EXERCISE OBJECTIVE → Output must match the data below exactly from its first line through the line that contains "state.service.update_one(m);", with no other line.

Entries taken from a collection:
-.-.-
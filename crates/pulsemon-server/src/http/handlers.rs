use super::AppState;
use axum::body::Bytes;
use axum::extract::{Path, State};
use axum::http::StatusCode;
use axum::response::{Html, IntoResponse, Json, Response};
use pulsemon_common::types::Metric;
use serde::Deserialize;
use std::fmt::Write;

/// Saves one metric from a JSON body.
/// URI: `POST /update/`.
pub async fn update_one(State(state): State<AppState>, body: Bytes) -> Response {
    let m: Metric = match serde_json::from_slice(&body) {
        Ok(m) => m,
        Err(e) => {
            tracing::warn!(error = %e, "rejected malformed metric");
            return (StatusCode::BAD_REQUEST, "invalid metric payload").into_response();
        }
    };
    if let Err(e) = state.service.verify(&m) {
        tracing::warn!(error = %e, "rejected metric with bad hash");
        return (StatusCode::BAD_REQUEST, "hash validation error").into_response();
    }
    state.service.update_one(m);
    StatusCode::OK.into_response()
}

/// Saves a list of metrics from a JSON array body. An empty array is an
/// accepted no-op.
/// URI: `POST /updates/`.
pub async fn update_many(State(state): State<AppState>, body: Bytes) -> Response {
    let list: Vec<Metric> = match serde_json::from_slice(&body) {
        Ok(list) => list,
        Err(e) => {
            tracing::warn!(error = %e, "rejected malformed metric list");
            return (StatusCode::BAD_REQUEST, "invalid metric list payload").into_response();
        }
    };
    for m in &list {
        if let Err(e) = state.service.verify(m) {
            tracing::warn!(metric = %m.id, error = %e, "rejected batch with bad hash");
            return (StatusCode::BAD_REQUEST, "hash validation error").into_response();
        }
    }
    state.service.update_many(list);
    StatusCode::OK.into_response()
}

/// Query body for a point lookup: only the id matters.
#[derive(Deserialize)]
struct MetricQuery {
    id: String,
}

/// Returns the metric named in the JSON body, with a freshly computed tag
/// when the collector holds a key.
/// URI: `POST /value/`.
pub async fn get_one(State(state): State<AppState>, body: Bytes) -> Response {
    let query: MetricQuery = match serde_json::from_slice(&body) {
        Ok(q) => q,
        Err(e) => {
            tracing::warn!(error = %e, "rejected malformed metric query");
            return (StatusCode::BAD_REQUEST, "invalid metric query").into_response();
        }
    };
    match state.service.get(&query.id) {
        Some(m) => Json(m).into_response(),
        None => (StatusCode::NOT_FOUND, "not found").into_response(),
    }
}

/// HTML page listing every metric's last-known value.
/// URI: `GET /`.
pub async fn list_page(State(state): State<AppState>) -> Html<String> {
    let mut metrics = state.service.list();
    metrics.sort_by(|a, b| a.id.cmp(&b.id));

    let mut rows = String::new();
    for m in &metrics {
        let _ = write!(
            rows,
            "<tr><td>{}</td><td>{}</td></tr>",
            m.id,
            m.value.as_f64()
        );
    }
    Html(format!(
        "<!DOCTYPE html><html><head><title>pulsemon</title></head>\
         <body><h1>Metrics</h1><table>{rows}</table></body></html>"
    ))
}

/// Storage liveness probe.
/// URI: `GET /ping`.
pub async fn health(State(state): State<AppState>) -> Response {
    match state.service.health() {
        Ok(()) => StatusCode::OK.into_response(),
        Err(e) => {
            tracing::error!(error = %e, "storage health probe failed");
            (StatusCode::INTERNAL_SERVER_ERROR, "storage is inaccessible").into_response()
        }
    }
}

/// Deprecated text path: the kind, name, and value travel as URL segments.
/// URI: `POST /update/{kind}/{name}/{value}`.
pub async fn update_legacy(
    State(state): State<AppState>,
    Path((kind, name, value)): Path<(String, String, String)>,
) -> Response {
    let metric = match kind.as_str() {
        "gauge" => match value.parse::<f64>() {
            Ok(v) => Metric::gauge(name, v),
            Err(_) => {
                return (StatusCode::BAD_REQUEST, "parsing error, bad request").into_response();
            }
        },
        "counter" => match value.parse::<i64>() {
            Ok(d) => Metric::counter(name, d),
            Err(_) => {
                return (StatusCode::BAD_REQUEST, "parsing error, bad request").into_response();
            }
        },
        _ => {
            return (StatusCode::NOT_IMPLEMENTED, "unknown type").into_response();
        }
    };
    state.service.update_one(metric);
    StatusCode::OK.into_response()
}

/// Deprecated text path with the name segment missing.
/// URI: `POST /update/{kind}`.
pub async fn legacy_not_found() -> Response {
    (StatusCode::NOT_FOUND, "not found").into_response()
}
-.-.-
THE COMPLETED TASK →
filename crates/pulsemon-server/src/http/handlers.rs
use super::AppState;
use axum::body::Bytes;
use axum::extract::{Path, State};
use axum::http::StatusCode;
use axum::response::{Html, IntoResponse, Json, Response};
use pulsemon_common::types::Metric;
use serde::Deserialize;
use std::fmt::Write;

/// Saves one metric from a JSON body.
/// URI: `POST /update/`.
pub async fn update_one(State(state): State<AppState>, body: Bytes) -> Response {
    let m: Metric = match serde_json::from_slice(&body) {
        Ok(m) => m,
        Err(e) => {
            tracing::warn!(error = %e, "rejected malformed metric");
            return (StatusCode::BAD_REQUEST, "invalid metric payload").into_response();
        }
    };
    if let Err(e) = state.service.verify(&m) {
        tracing::warn!(error = %e, "rejected metric with bad hash");
        return (StatusCode::BAD_REQUEST, "hash validation error").into_response();
    }
    state.service.update_one(m);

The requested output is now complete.